Danach ist die Errichtung einer Antiterrordatei als Verbunddatei verschiedener Sicherheitsbehörden zur Bekämpfung des internationalen Terrorismus „in ihren Grundstrukturen mit der Verfassung vereinbar“, wie die Regierung in der Vorlage ausführt. Bei einigen Regelungen verlange das Gericht jedoch „im Hinblick auf den Bestimmtheitsgrundsatz und das Übermaßverbot Änderungen“.
Dies betreffe die „Bestimmung der beteiligten Behörden, die Reichweite der als terrorismusnah erfassten Personen, die Einbeziehung von Kontaktpersonen, die Nutzung von verdeckt bereitgestellten erweiterten Grunddaten“ und die „Konkretisierungsbefugnis der Sicherheitsbehörden für die zu speichernden Daten“, schreibt die Bundesregierung in der Begründung des Entwurfs.

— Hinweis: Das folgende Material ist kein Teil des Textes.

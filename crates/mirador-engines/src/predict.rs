//! Predict engine client: incident prediction over the RPC channel.

use std::sync::Arc;

use async_trait::async_trait;
use chrono::{DateTime, Utc};
use mirador_core::Result;
use serde::{Deserialize, Serialize};
use tracing::warn;

use crate::config::DynamicConfig;
use crate::rpc::{GetHealthRequest, GetHealthResponse, RpcChannel};
use crate::{EngineError, EngineHandle, EngineResult, Environment, HealthStatus};

const ENGINE_NAME: &str = "predict";
const SERVICE: &str = "predict.v1.PredictEngine";

#[derive(Debug, Clone, Serialize, Deserialize)]
#[serde(rename_all = "camelCase")]
pub struct InvestigateRequest {
    pub tenant_id: String,
    pub incident_id: String,
    #[serde(default)]
    pub services: Vec<String>,
    #[serde(default, skip_serializing_if = "Option::is_none")]
    pub since: Option<DateTime<Utc>>,
}

/// A single failure prediction for a service metric.
#[derive(Debug, Clone, Serialize, Deserialize)]
#[serde(rename_all = "camelCase")]
pub struct Prediction {
    pub service: String,
    pub metric: String,
    pub probability: f64,
    pub horizon_minutes: i64,
    #[serde(default)]
    pub model_version: String,
}

#[derive(Debug, Clone, Default, Serialize, Deserialize)]
#[serde(rename_all = "camelCase")]
pub struct InvestigateResponse {
    pub incident_id: String,
    #[serde(default)]
    pub predictions: Vec<Prediction>,
}

/// Capability interface for the Predict engine.
#[async_trait]
pub trait PredictEngine: Send + Sync {
    async fn investigate(&self, request: &InvestigateRequest) -> EngineResult<InvestigateResponse>;

    async fn get_health(&self) -> EngineResult<GetHealthResponse>;
}

/// RPC client for a live Predict engine.
pub struct PredictRpcClient {
    channel: RpcChannel,
}

impl PredictRpcClient {
    pub fn connect(endpoints: Vec<String>) -> EngineResult<Self> {
        Ok(Self {
            channel: RpcChannel::connect(endpoints)?,
        })
    }
}

#[async_trait]
impl PredictEngine for PredictRpcClient {
    async fn investigate(&self, request: &InvestigateRequest) -> EngineResult<InvestigateResponse> {
        self.channel
            .call(&format!("{SERVICE}/Investigate"), request)
            .await
    }

    async fn get_health(&self) -> EngineResult<GetHealthResponse> {
        self.channel
            .call(&format!("{SERVICE}/GetHealth"), &GetHealthRequest::default())
            .await
    }
}

/// No-op Predict client for development without a live engine.
pub struct NoopPredictEngine;

#[async_trait]
impl PredictEngine for NoopPredictEngine {
    async fn investigate(&self, request: &InvestigateRequest) -> EngineResult<InvestigateResponse> {
        warn!(
            tenant_id = %request.tenant_id,
            incident_id = %request.incident_id,
            "predict engine not configured; investigate is a no-op"
        );
        Err(EngineError::Unavailable(
            "predict engine not configured".into(),
        ))
    }

    async fn get_health(&self) -> EngineResult<GetHealthResponse> {
        warn!("predict engine not configured; reporting healthy no-op");
        Ok(GetHealthResponse {
            status: "healthy".into(),
            version: "noop".into(),
        })
    }
}

/// Hot-reconfigurable holder for the active Predict client.
pub struct PredictManager {
    handle: EngineHandle<dyn PredictEngine>,
    config: Arc<dyn DynamicConfig>,
}

impl PredictManager {
    pub fn new(
        endpoints: &[String],
        environment: Environment,
        config: Arc<dyn DynamicConfig>,
    ) -> EngineResult<Self> {
        let client: Arc<dyn PredictEngine> = if endpoints.is_empty() {
            if environment == Environment::Production {
                return Err(EngineError::Unavailable(
                    "predict endpoints are required in production".into(),
                ));
            }
            warn!("no predict endpoints configured; using no-op client");
            Arc::new(NoopPredictEngine)
        } else {
            Arc::new(PredictRpcClient::connect(endpoints.to_vec())?)
        };
        Ok(Self {
            handle: EngineHandle::new(client),
            config,
        })
    }

    pub fn client(&self) -> Arc<dyn PredictEngine> {
        self.handle.get()
    }

    /// Persist a new endpoint and redial the channel.
    pub async fn update_endpoint(&self, tenant_id: &str, endpoint: &str) -> Result<()> {
        self.config
            .store_endpoint(tenant_id, ENGINE_NAME, endpoint)
            .await?;
        let client = PredictRpcClient::connect(vec![endpoint.to_string()])
            .map_err(mirador_core::CoreError::from)?;
        self.handle.swap(Arc::new(client));
        Ok(())
    }

    pub async fn health(&self) -> HealthStatus {
        match self.client().get_health().await {
            Ok(resp) if resp.is_healthy() => HealthStatus::healthy(ENGINE_NAME),
            Ok(resp) => HealthStatus::unhealthy(ENGINE_NAME, resp.status),
            Err(err) => HealthStatus::unhealthy(ENGINE_NAME, err.to_string()),
        }
    }
}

Ebenfalls betroffen sind danach „die Gewährleistung einer wirksamen Aufsicht und die Einbeziehung von Daten in die Antiterrordatei, die durch Eingriffe in das Brief- und Fernmeldegeheimnis und das Recht auf Unverletzlichkeit der Wohnung erhoben wurden“.
Nach der Neuregelung soll unter anderem das Bundeskriminalamt (BKA) dem Bundestag und der Öffentlichkeit alle drei Jahre - erstmalig zum 1. August 2017 - über den Datenbestand und die Nutzung der Antiterrordatei berichten müssen. Darüber hinaus sollen die Datenschutzbeauftragten des Bundes und der Länder künftig im Rahmen ihrer jeweiligen Zuständigkeit Datenschutzkontrollen mindestens alle zwei Jahre durchführen.
Ferner soll die Möglichkeit der "erweiterten Datennutzung im Rahmen konkreter Projekte", wie sie bereits im Rechtsextremismus-Datei-Gesetz vorgesehen ist, auch für die Antiterrordatei geschaffen werden. Neben den vom Bundesverfassungsgericht beanstandeten Vorschriften im Antiterrordateigesetz sollen mit der Novelle zudem auch die entsprechenden Vorschriften im Rechtsextremismus-Datei-Gesetz geändert werden.
Mit den Stimmen der CDU/CSU- und SPD-Fraktion hatte der Innenausschuss einem Änderungsantrag der Koalition zugestimmt, wonach Kontaktpersonen künftig nicht mehr eigenständig recherchierbar sein sollen. Die Angaben sollen „nur noch als erweiterte Grunddaten mit den zur Identifizierung und Kontaktaufnahme notwendigen Elementardaten zur jeweiligen Hauptperson gespeichert werden“. Geändert wurde auch die Gesetzespassage zur erweiterten projektbezogenen Datennutzung. Danach gelten die dort genannten Befugnisse nur für Behörden des Bundes.
Der Parlamentarische Staatssekretär im Bundesinnenministerium, Dr. Günter Krings (CDU), wertete die Vorlage als „guten und praktikablen Gesetzentwurf“, der sowohl den verfassungsrechtlichen Anforderungen als auch den „Herausforderungen der Praxis bei der effektiven Terror- und Extremismusbekämpfung“ gerecht werde.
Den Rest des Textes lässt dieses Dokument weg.